Start of Record extracts

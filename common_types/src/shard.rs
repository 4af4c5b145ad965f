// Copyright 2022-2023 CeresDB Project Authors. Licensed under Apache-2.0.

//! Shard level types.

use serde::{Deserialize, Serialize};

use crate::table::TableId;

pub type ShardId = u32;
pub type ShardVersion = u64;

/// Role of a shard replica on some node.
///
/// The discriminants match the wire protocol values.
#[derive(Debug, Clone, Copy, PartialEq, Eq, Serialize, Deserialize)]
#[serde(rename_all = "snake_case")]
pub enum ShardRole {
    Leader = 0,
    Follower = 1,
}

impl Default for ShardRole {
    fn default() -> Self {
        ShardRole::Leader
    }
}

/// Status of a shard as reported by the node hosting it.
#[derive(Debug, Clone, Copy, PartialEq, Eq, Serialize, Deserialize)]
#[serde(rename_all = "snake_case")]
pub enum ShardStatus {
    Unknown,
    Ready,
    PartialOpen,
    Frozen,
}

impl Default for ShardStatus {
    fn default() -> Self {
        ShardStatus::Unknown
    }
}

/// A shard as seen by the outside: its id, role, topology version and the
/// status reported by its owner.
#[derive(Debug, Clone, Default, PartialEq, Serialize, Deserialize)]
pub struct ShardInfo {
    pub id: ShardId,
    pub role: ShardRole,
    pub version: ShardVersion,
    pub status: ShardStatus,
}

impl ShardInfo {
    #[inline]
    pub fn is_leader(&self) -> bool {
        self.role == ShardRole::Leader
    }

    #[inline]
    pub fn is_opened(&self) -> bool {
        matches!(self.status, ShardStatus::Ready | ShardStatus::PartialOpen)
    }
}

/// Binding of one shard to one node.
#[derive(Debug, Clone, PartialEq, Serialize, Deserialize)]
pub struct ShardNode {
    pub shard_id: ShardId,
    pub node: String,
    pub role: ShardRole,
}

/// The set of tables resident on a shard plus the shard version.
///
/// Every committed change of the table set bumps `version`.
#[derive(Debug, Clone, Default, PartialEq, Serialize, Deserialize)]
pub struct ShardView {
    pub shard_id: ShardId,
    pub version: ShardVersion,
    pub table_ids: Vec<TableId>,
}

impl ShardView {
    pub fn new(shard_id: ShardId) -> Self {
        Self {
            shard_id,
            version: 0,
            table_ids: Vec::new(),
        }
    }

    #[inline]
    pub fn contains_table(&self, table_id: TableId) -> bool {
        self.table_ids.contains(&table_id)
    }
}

End of Record extracts
Start of Record extracts

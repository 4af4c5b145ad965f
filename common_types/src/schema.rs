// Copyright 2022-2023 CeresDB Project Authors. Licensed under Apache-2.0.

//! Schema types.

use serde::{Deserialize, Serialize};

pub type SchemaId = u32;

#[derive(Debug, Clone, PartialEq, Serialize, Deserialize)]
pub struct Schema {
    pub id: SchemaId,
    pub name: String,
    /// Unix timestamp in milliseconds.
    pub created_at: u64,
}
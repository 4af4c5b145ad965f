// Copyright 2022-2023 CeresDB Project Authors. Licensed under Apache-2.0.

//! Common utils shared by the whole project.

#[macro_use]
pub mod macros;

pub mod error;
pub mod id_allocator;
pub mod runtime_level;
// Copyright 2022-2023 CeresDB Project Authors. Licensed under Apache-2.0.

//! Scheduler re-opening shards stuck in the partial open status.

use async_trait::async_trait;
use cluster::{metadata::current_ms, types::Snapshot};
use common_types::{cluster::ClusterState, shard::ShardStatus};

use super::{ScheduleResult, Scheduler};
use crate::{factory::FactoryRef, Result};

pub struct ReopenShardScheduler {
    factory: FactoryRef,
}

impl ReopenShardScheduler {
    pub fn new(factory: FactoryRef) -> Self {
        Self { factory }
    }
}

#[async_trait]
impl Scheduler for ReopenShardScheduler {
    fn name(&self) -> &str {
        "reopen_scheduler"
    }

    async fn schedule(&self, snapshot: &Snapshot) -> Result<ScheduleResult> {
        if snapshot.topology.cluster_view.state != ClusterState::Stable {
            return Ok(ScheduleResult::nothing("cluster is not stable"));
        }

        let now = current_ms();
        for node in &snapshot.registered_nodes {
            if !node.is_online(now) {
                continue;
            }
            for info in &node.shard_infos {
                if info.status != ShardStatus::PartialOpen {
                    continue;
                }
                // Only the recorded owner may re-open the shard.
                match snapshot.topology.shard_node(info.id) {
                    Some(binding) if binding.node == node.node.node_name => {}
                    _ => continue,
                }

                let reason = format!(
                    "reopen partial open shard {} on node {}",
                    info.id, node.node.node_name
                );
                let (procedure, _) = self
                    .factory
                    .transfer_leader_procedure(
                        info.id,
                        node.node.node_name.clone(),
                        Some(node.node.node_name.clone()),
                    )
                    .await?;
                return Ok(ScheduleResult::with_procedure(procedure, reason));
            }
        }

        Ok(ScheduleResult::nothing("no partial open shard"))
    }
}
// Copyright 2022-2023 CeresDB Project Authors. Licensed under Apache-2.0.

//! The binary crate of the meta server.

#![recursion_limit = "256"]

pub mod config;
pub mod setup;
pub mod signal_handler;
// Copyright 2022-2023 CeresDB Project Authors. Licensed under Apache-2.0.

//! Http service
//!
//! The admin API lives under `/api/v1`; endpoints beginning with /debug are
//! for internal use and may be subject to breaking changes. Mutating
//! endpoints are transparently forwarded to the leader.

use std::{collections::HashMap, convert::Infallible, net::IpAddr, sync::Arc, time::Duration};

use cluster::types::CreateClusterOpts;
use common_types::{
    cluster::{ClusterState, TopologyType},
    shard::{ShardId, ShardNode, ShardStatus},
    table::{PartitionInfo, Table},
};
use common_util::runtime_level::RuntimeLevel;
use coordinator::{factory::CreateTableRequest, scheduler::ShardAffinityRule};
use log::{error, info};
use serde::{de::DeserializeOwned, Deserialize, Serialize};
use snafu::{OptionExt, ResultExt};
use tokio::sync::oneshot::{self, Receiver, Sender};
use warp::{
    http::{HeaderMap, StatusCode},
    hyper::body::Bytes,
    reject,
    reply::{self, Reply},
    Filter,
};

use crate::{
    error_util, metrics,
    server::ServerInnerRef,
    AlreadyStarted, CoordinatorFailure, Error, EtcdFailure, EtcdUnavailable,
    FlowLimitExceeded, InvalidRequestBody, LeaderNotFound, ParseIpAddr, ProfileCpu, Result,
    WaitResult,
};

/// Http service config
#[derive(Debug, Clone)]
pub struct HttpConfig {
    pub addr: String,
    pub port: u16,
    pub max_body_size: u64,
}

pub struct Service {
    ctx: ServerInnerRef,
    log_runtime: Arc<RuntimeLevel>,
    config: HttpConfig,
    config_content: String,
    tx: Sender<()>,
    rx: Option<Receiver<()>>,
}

End of Record extracts

Scan the data above for the word "filename", then copy every line that holds it.

• Answer to this exercise
filename common_types/src/shard.rs
filename common_types/src/schema.rs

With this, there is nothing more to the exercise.